Preferably, instructions for the assembly, installation, and/or use of tank 10 are provided with tank 10 or otherwise communicated to permit a person or machine to assemble, install and/or use tank 10. Such instructions may include a description of any or all portions of tank 10 and/or any or all of the above-described assembly, installation, and use of tank 10 or components of tank 10. The instructions may be provided on separate papers and/or on the packaging in which tank 10 is sold or shipped. These instructions may also be provided over the Internet or other communication system. Furthermore, the instructions may be embodied as text, pictures, audio, video, or any other medium or method of communicating instructions known to those of ordinary skill in the art. In normal use, tank 10 is filled with a first chemical, the first chemical is transported from a first location to a second location, tank 10 returns to a neutralizing location, any remaining first chemical is removed from tank 10, and neutralizing solution 214 is added.
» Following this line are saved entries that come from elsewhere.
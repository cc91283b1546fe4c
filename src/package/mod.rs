//! PPTX package assembly.
//!
//! Parts are kept in memory and written out as a ZIP with
//! `[Content_Types].xml` first.

pub mod content_types;
pub mod presentation;
pub mod slide;
pub mod template;

use crate::error::Result;
use std::collections::BTreeMap;
use std::io::{Seek, Write};
use zip::write::SimpleFileOptions;
use zip::CompressionMethod;

pub use content_types::{ContentTypes, CONTENT_TYPES_PART};

/// Write `parts` as an OPC package.
///
/// `content_types` is serialized as the first entry; directory-like part
/// names are never emitted.
pub fn write_package<W: Write + Seek>(
    writer: W,
    content_types: &ContentTypes,
    parts: &BTreeMap<String, Vec<u8>>,
) -> Result<W> {
    let mut zip = zip::ZipWriter::new(writer);
    let options = SimpleFileOptions::default().compression_method(CompressionMethod::Deflated);

    zip.start_file(CONTENT_TYPES_PART, options)?;
    zip.write_all(content_types.to_xml().as_bytes())?;

    for (name, data) in parts {
        if name == CONTENT_TYPES_PART || name.ends_with('/') {
            continue;
        }
        zip.start_file(name.as_str(), options)?;
        zip.write_all(data)?;
    }

    Ok(zip.finish()?)
}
After tank 10 is neutralized, tank 10 is rinsed with water or another inert solution, an a second chemical may be added to tank 10.

While this invention has been described with specific embodiments thereof, alternatives, modifications and variations may be apparent to those skilled in the art. The device could be modified for use in a transmission. Accordingly, it is intended to embrace all such alternatives, modifications and variations that fall within the spirit and broad scope of the appended claims.